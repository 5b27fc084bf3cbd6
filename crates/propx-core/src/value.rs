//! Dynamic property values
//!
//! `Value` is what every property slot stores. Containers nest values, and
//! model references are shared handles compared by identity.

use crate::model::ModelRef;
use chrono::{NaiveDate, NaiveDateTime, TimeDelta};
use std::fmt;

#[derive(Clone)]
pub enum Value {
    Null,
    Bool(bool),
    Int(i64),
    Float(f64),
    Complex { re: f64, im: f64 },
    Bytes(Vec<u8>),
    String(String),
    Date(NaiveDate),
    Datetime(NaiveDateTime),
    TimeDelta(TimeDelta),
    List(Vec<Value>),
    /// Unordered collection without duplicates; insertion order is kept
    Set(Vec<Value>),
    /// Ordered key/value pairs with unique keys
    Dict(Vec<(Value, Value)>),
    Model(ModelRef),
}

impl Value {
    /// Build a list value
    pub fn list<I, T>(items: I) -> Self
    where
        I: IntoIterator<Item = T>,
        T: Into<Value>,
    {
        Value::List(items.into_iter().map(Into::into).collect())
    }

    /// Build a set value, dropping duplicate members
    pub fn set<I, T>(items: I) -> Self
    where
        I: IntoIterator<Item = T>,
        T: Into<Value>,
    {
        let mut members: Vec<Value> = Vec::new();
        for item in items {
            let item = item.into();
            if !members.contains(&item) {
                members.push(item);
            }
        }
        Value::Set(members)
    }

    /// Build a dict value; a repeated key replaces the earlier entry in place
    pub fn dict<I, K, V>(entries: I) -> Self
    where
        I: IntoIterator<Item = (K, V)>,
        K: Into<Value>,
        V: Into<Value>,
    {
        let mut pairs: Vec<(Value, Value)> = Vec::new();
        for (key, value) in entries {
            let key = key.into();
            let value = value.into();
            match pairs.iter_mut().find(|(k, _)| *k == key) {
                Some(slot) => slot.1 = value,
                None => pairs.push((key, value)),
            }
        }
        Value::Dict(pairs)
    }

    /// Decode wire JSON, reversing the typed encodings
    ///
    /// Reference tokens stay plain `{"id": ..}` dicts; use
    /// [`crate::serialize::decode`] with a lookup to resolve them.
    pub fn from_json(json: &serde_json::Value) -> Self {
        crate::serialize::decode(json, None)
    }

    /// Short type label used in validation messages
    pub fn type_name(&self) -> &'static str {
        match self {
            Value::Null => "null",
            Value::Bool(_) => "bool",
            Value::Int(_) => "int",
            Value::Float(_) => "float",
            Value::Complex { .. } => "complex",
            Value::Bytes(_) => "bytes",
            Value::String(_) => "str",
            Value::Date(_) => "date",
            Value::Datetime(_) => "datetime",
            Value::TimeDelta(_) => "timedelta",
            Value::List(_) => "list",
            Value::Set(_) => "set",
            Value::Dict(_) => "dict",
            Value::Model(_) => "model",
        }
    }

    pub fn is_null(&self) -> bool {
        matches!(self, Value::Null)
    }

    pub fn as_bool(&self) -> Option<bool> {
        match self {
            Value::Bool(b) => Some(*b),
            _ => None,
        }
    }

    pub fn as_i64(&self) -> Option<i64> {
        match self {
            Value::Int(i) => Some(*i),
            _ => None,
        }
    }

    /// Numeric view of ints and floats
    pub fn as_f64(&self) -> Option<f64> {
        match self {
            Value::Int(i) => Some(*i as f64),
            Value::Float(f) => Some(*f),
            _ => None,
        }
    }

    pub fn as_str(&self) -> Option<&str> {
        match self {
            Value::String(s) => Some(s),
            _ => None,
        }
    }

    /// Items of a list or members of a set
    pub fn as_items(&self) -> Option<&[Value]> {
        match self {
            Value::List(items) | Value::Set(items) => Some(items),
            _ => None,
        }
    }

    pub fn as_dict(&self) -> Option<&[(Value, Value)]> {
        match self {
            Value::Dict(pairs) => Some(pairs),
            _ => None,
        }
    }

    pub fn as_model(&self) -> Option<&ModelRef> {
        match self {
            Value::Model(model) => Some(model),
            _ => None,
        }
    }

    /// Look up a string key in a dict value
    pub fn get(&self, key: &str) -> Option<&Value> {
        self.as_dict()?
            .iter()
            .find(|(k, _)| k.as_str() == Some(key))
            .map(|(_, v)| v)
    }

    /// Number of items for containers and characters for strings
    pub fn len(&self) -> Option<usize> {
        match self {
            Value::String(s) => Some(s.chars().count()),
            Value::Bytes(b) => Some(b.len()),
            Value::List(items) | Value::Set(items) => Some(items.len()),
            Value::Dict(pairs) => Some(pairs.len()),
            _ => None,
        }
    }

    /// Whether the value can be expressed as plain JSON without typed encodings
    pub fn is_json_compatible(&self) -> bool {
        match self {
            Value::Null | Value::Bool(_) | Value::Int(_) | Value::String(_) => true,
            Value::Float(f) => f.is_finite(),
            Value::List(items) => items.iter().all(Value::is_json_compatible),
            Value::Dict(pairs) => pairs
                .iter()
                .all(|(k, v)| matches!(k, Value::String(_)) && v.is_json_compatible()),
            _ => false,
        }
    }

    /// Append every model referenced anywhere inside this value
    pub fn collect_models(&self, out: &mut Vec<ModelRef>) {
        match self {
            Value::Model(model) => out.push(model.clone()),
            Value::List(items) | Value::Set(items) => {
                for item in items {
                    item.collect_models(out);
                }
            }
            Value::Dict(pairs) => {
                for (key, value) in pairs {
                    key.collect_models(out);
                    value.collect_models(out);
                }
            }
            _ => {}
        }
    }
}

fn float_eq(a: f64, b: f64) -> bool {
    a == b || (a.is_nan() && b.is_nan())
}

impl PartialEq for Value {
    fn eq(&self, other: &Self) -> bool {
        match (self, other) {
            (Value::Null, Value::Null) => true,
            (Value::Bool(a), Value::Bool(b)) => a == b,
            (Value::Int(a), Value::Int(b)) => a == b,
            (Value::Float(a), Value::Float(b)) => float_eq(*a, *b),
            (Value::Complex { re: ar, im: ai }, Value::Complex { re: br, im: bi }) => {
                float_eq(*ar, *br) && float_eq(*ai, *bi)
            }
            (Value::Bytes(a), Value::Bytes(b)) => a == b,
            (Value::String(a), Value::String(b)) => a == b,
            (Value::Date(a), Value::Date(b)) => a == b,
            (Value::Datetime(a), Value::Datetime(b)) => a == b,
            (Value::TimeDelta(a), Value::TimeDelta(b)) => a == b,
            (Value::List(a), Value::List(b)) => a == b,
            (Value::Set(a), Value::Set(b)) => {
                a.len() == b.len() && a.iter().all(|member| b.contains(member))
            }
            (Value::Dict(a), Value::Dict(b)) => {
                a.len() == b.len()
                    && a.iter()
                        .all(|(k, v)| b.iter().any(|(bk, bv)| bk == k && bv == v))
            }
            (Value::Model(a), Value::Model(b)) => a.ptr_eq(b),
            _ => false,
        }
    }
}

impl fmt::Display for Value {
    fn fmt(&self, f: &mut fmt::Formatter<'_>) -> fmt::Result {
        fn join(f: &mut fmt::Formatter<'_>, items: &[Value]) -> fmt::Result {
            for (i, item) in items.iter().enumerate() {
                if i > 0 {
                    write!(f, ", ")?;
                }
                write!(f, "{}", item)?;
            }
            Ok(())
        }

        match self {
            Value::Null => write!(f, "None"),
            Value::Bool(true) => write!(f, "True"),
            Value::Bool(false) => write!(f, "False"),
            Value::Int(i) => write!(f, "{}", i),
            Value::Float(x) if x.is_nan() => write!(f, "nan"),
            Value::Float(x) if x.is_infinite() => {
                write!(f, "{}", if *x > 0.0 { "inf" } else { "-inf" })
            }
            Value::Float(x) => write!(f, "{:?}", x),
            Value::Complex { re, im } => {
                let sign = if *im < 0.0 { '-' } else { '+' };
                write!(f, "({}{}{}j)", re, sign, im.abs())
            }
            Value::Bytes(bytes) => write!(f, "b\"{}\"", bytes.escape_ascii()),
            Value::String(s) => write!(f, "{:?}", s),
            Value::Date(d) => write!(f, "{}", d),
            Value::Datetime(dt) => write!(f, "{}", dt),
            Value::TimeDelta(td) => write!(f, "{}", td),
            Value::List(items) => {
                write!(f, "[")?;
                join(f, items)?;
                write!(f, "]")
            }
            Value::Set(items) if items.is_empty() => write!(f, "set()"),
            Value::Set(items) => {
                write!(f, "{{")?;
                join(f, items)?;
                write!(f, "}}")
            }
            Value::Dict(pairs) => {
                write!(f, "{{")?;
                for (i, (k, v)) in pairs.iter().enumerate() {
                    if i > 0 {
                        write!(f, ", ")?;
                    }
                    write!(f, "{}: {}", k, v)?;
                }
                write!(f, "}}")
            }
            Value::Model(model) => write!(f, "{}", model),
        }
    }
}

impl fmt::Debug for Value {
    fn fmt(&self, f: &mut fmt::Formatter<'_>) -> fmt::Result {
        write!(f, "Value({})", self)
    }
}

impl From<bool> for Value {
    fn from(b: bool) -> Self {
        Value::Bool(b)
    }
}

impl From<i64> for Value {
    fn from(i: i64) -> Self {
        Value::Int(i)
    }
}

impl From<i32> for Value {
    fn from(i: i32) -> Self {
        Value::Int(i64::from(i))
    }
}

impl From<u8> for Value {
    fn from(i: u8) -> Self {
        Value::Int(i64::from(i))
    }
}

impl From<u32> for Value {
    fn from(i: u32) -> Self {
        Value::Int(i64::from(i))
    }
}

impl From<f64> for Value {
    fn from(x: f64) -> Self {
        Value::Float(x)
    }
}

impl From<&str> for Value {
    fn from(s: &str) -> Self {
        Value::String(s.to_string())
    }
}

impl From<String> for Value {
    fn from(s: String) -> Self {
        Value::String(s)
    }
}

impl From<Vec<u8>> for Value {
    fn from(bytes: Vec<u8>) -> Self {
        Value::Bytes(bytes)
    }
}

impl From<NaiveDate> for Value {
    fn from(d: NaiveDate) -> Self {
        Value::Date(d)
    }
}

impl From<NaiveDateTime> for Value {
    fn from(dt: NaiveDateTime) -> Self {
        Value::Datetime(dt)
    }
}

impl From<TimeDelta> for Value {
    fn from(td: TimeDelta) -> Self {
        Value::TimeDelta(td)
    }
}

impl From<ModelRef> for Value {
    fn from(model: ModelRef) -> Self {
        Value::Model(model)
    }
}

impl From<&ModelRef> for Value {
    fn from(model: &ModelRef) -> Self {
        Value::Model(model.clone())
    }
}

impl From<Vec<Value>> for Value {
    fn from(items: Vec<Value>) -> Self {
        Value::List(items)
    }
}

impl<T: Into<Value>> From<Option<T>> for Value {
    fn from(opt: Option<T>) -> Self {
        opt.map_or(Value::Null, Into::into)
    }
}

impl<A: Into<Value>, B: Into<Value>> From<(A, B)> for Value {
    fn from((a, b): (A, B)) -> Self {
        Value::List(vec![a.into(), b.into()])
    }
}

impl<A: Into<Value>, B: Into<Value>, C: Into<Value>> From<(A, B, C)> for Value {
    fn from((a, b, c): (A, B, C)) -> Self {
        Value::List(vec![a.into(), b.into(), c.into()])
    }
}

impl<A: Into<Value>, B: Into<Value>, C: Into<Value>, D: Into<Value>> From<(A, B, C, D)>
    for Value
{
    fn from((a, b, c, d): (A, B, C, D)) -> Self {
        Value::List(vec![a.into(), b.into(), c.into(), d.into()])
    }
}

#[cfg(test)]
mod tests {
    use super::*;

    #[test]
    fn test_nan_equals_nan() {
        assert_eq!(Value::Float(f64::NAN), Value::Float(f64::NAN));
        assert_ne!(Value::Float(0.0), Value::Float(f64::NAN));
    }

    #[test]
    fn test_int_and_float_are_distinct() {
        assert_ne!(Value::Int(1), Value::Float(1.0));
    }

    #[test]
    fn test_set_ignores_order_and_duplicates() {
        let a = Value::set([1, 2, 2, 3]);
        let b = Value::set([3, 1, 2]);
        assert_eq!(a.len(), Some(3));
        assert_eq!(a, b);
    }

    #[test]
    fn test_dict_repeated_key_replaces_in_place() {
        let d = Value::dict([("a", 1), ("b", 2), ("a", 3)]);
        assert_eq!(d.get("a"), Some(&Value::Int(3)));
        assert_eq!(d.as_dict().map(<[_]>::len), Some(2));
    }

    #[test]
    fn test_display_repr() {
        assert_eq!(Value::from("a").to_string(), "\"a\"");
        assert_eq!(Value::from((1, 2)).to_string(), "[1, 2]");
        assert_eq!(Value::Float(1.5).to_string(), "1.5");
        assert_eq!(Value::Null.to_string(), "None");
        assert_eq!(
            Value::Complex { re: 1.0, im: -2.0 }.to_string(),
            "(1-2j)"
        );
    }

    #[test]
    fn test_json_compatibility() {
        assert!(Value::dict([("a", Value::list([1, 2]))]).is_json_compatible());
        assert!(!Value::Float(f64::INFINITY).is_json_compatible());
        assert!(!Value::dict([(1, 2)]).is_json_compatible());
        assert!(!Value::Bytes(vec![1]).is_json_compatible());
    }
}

PROBLEM TO WORK ON »
Only one stretch of the data above is needed. Restate it word for word, from the line containing "fn float_eq(a: f64, b: f64)" through the line containing "(Value::Model(a), Value::Model(b)) =>", both ends included.

EXERCISE ANSWER »
fn float_eq(a: f64, b: f64) -> bool {
    a == b || (a.is_nan() && b.is_nan())
}

impl PartialEq for Value {
    fn eq(&self, other: &Self) -> bool {
        match (self, other) {
            (Value::Null, Value::Null) => true,
            (Value::Bool(a), Value::Bool(b)) => a == b,
            (Value::Int(a), Value::Int(b)) => a == b,
            (Value::Float(a), Value::Float(b)) => float_eq(*a, *b),
            (Value::Complex { re: ar, im: ai }, Value::Complex { re: br, im: bi }) => {
                float_eq(*ar, *br) && float_eq(*ai, *bi)
            }
            (Value::Bytes(a), Value::Bytes(b)) => a == b,
            (Value::String(a), Value::String(b)) => a == b,
            (Value::Date(a), Value::Date(b)) => a == b,
            (Value::Datetime(a), Value::Datetime(b)) => a == b,
            (Value::TimeDelta(a), Value::TimeDelta(b)) => a == b,
            (Value::List(a), Value::List(b)) => a == b,
            (Value::Set(a), Value::Set(b)) => {
                a.len() == b.len() && a.iter().all(|member| b.contains(member))
            }
            (Value::Dict(a), Value::Dict(b)) => {
                a.len() == b.len()
                    && a.iter()
                        .all(|(k, v)| b.iter().any(|(bk, bv)| bk == k && bv == v))
            }
            (Value::Model(a), Value::Model(b)) => a.ptr_eq(b),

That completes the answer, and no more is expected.